State funding for public education in North Carolina remains below pre-recession levels, despite inflation and higher personnel costs. And less funding for public schools has contributed to teacher shortages in most districts across the state. Filling these vacancies is especially difficult for rural districts in Eastern North Carolina, which have smaller tax bases and are less desirable destinations for many recent college graduates.
Teacher recruitment and retention is one of the greatest challenges that Craven County Schools faces, said Meghan Doyle, the district’s superintendent.
“When I look at us in our region, I think we have the largest need for teachers right this minute, she said.”
Last school year, the rural school system had the fifth highest teacher vacancy rate in the state, shows a report from the North Carolina Department of Public Instruction. Right now, the district has 58 open teaching positions. A high number of recent retirees has contributed to this number, Doyle said.
“Just in the last eight or nine months, almost 50 teachers have retired. That’s a big number. Not only is it a big number, it’s a huge amount of professional knowledge walking out the door,” she said. “These are teachers who have anywhere between 25 and 30 years of experience, who unfortunately in the last several years have received the lowest increases in pay.”
Over the last four years, teachers who’ve worked in the profession for 25 years or longer have seen a modest 2.6 percent increase in base pay. And salaries cap at this level. This creates a financial incentive for teachers to retire as soon as they’re eligible, Doyle said.
“They’re making decisions about how they’re going to be able to live and maintain a quality of life in their retirement,” she said. “Many of them are saying, ‘I’m going to collect my state retirement, and I’m going to go get a second job.’”
Recruiting beginning teachers to fill positions left vacant by retirees is no easy task, Doyle said. Districts across the state are competing among themselves and with neighboring states for teachers, and Craven County is no exception, Doyle said.

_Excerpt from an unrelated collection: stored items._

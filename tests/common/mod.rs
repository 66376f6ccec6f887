//! Common test utilities for cfgtree integration tests
//!
//! Provides an in-memory fake store and shared fixtures.

#![allow(dead_code)]

use cfgtree::{ConfigStore, Error, Result, XmlConfiguration};
use std::collections::BTreeMap;

// =============================================================================
// Fake Store
// =============================================================================

/// Flat map store: keys are full dotted paths, parents exist implicitly.
///
/// Counts every mutation so tests can prove that failed calls never wrote.
#[derive(Debug, Default, Clone)]
pub struct MapStore {
    pub values: BTreeMap<String, String>,
    pub writes: usize,
}

impl MapStore {
    pub fn new() -> Self {
        Self::default()
    }

    fn raw(&self, path: &str) -> Result<&str> {
        self.values
            .get(path)
            .map(String::as_str)
            .ok_or_else(|| Error::MissingKey(path.to_string()))
    }

    fn invalid(path: &str, kind: &str, value: &str) -> Error {
        Error::InvalidValue {
            path: path.to_string(),
            kind: kind.to_string(),
            value: value.to_string(),
        }
    }
}

impl ConfigStore for MapStore {
    fn has(&self, path: &str) -> bool {
        let prefix = format!("{path}.");
        self.values
            .keys()
            .any(|key| key == path || key.starts_with(&prefix))
    }

    fn get_string(&self, path: &str) -> Result<String> {
        self.raw(path).map(str::to_string)
    }

    fn get_u64(&self, path: &str) -> Result<u64> {
        let raw = self.raw(path)?;
        raw.parse().map_err(|_| Self::invalid(path, "UInt64", raw))
    }

    fn get_i64(&self, path: &str) -> Result<i64> {
        let raw = self.raw(path)?;
        raw.parse().map_err(|_| Self::invalid(path, "Int64", raw))
    }

    fn get_f64(&self, path: &str) -> Result<f64> {
        let raw = self.raw(path)?;
        raw.parse().map_err(|_| Self::invalid(path, "Float64", raw))
    }

    fn set_string(&mut self, path: &str, value: &str) -> Result<()> {
        self.writes += 1;
        self.values.insert(path.to_string(), value.to_string());
        Ok(())
    }

    fn set_u64(&mut self, path: &str, value: u64) -> Result<()> {
        self.set_string(path, &value.to_string())
    }

    fn set_i64(&mut self, path: &str, value: i64) -> Result<()> {
        self.set_string(path, &value.to_string())
    }

    fn set_f64(&mut self, path: &str, value: f64) -> Result<()> {
        self.set_string(path, &value.to_string())
    }

    fn remove(&mut self, path: &str) -> Result<()> {
        self.writes += 1;
        let prefix = format!("{path}.");
        self.values
            .retain(|key, _| key != path && !key.starts_with(&prefix));
        Ok(())
    }
}

// =============================================================================
// Fixtures
// =============================================================================

/// Install a test logger once; honours `RUST_LOG`
pub fn init_logging() {
    let _ = env_logger::builder().is_test(true).try_init();
}

/// Empty XML tree with the root used across tests
pub fn xml_tree() -> XmlConfiguration {
    init_logging();
    XmlConfiguration::new("named_collection")
}

/// One of each store implementation, boxed behind the trait
pub fn all_stores() -> Vec<(&'static str, Box<dyn ConfigStore>)> {
    init_logging();
    let xml: Box<dyn ConfigStore> = Box::new(XmlConfiguration::new("root"));
    let map: Box<dyn ConfigStore> = Box::new(MapStore::new());
    vec![("xml", xml), ("map", map)]
}
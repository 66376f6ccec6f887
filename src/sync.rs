//! Shared configuration handle
//!
//! The accessors themselves never lock. When a tree has to be shared between
//! threads, wrap it in a [`SharedConfiguration`] and run each accessor call
//! under its guard.

use crate::error::Result;
use crate::value::ConfigScalar;
use crate::xml::XmlConfiguration;
use std::sync::{Arc, RwLock, RwLockReadGuard, RwLockWriteGuard};

/// Extension trait for RwLock with poison recovery
pub trait RwLockExt<T> {
    /// Acquire a read lock, recovering from poison errors
    fn read_recovered(&self) -> RwLockReadGuard<'_, T>;

    /// Acquire a write lock, recovering from poison errors
    fn write_recovered(&self) -> RwLockWriteGuard<'_, T>;
}

impl<T> RwLockExt<T> for RwLock<T> {
    fn read_recovered(&self) -> RwLockReadGuard<'_, T> {
        match self.read() {
            Ok(guard) => guard,
            Err(poisoned) => {
                log::warn!("Configuration lock was poisoned (read), recovering");
                poisoned.into_inner()
            }
        }
    }

    fn write_recovered(&self) -> RwLockWriteGuard<'_, T> {
        match self.write() {
            Ok(guard) => guard,
            Err(poisoned) => {
                log::warn!("Configuration lock was poisoned (write), recovering");
                poisoned.into_inner()
            }
        }
    }
}

/// Reference-counted, lock-protected [`XmlConfiguration`].
///
/// Cloning the handle shares the underlying tree.
///
/// # Example
/// ```rust
/// use cfgtree::{SharedConfiguration, XmlConfiguration, get_config_value};
///
/// let shared = SharedConfiguration::new(XmlConfiguration::new("root"));
/// shared.set("workers", &4u64, false)?;
///
/// let reader = shared.clone();
/// let workers = std::thread::spawn(move || reader.get::<u64>("workers"))
///     .join()
///     .unwrap()?;
/// assert_eq!(workers, 4);
///
/// // Any accessor can run under an explicit guard
/// let threads: u64 = get_config_value(&*shared.read(), "workers")?;
/// assert_eq!(threads, 4);
/// # Ok::<(), cfgtree::Error>(())
/// ```
#[derive(Debug, Clone, Default)]
pub struct SharedConfiguration {
    inner: Arc<RwLock<XmlConfiguration>>,
}

impl SharedConfiguration {
    pub fn new(config: XmlConfiguration) -> Self {
        Self {
            inner: Arc::new(RwLock::new(config)),
        }
    }

    /// Shared read access for one or more accessor calls
    pub fn read(&self) -> RwLockReadGuard<'_, XmlConfiguration> {
        self.inner.read_recovered()
    }

    /// Exclusive write access for one or more accessor calls
    pub fn write(&self) -> RwLockWriteGuard<'_, XmlConfiguration> {
        self.inner.write_recovered()
    }

    /// [`get_config_value`](crate::get_config_value) under a read lock
    pub fn get<T: ConfigScalar>(&self, path: &str) -> Result<T> {
        crate::accessor::get_config_value(&*self.read(), path)
    }

    /// [`set_config_value`](crate::set_config_value) under a write lock
    pub fn set<T: ConfigScalar>(&self, path: &str, value: &T, update: bool) -> Result<()> {
        crate::accessor::set_config_value(&mut *self.write(), path, value, update)
    }

    /// Copy of the current tree
    pub fn snapshot(&self) -> XmlConfiguration {
        self.read().clone()
    }

    /// Take the tree back if this is the last handle
    pub fn try_unwrap(self) -> std::result::Result<XmlConfiguration, Self> {
        Arc::try_unwrap(self.inner)
            .map(|lock| lock.into_inner().unwrap_or_else(|poisoned| poisoned.into_inner()))
            .map_err(|inner| Self { inner })
    }
}

impl From<XmlConfiguration> for SharedConfiguration {
    fn from(config: XmlConfiguration) -> Self {
        Self::new(config)
    }
}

“We are competing with the state of South Carolina now for teachers – that’s not something that I ever thought that I would say in my career, quite frankly. And that’s nothing about the quality of South Carolina – we’ve just never been in that situation,” Doyle said.
In 2016, the state's median teacher salary was just below $48,000, which is lower than any of its neighboring states, a National Education Association report shows. While state lawmakers determine teachers’ base salaries, many counties offer supplements, which creates an uneven playing field among districts vying for teachers.
“We are really working with our local elected officials to try to move our budget in the direction of being able to recruit teachers and retain them for a longer period of time,” Doyle said. “It’s not just supplements and salaries that get teachers in the door and keeps them in the door, but that is a huge deciding factor when people are beginning to look for options.”
A myriad of reasons influences a beginning teacher’s decision on where to seek employment, said Vivian Covington, director of educator preparation for East Carolina University. Pay is one factor, but geography has become another, she said. And when there’s a statewide teacher shortage, the problem is exacerbated in rural areas, such as the counties Eastern North Carolina, she said.
“In the past we’ve had shortages, but they were not necessarily geographical shortages. But now we’ve found that the pool has shrunk, those rural areas both in the eastern and western part of the state tend to suffer more. If you are a young person coming out of college, and you are looking to live in a large city, or those types of things, a rural area may not be as attractive to you initially.”
Four of the five districts with the highest teacher vacancy rates in the state are located in the eastern region, and all five districts are rural.
One district in the region is working to overcome this geographical barrier. Pitt County Schools recently developed a program that seeks to improve teacher recruitment and retention by offering higher-paying career pathways, said Thomas Feller, the district’s director of leadership development. The first newly created position is called facilitating teacher, and it offers a 15 percent salary supplement.
“They work with other adults to look at something that’s impacting student negatively, and then trying to solve that,” Feller said. “They’re doing research in the classroom with other teachers, they compare data, looking at data to see how different strategies are working in one classroom versus another.”
Another newly created position is called the multi-classroom teacher. These instructors will train and mentor less-experienced teachers, Feller said.
“They’re there to support inexperienced and novice teachers, so they co-teach with them in the same classroom – so both teachers would be up at the same time. But they’re really teaching them about what are best practices in education,” he said. “So, it’s a high support induction model in that sense, so either for novice teachers or teachers that just don’t have a lot of experience that need that extra support.”
In addition to its multiple career pathways program, the district also offers beginning teachers a chance to receive National Board Certification training through its Teacher Leadership Institute. After each round of teachers completes the training, the district pays for the certification tests. Teachers who pass the test then receive a higher base salary rate.
“Now there are more ways in which if we do recruit teachers we can share with them you can start out as a beginning teacher, then you got the key beginning teachers, you have the teacher leadership institute, then they run into the national board certification, which means more money,” said Dr. Ve-Lecia Council, the district’s assistant superintendent for human resources. "But we still struggle with retaining and recruiting teachers, even with that model."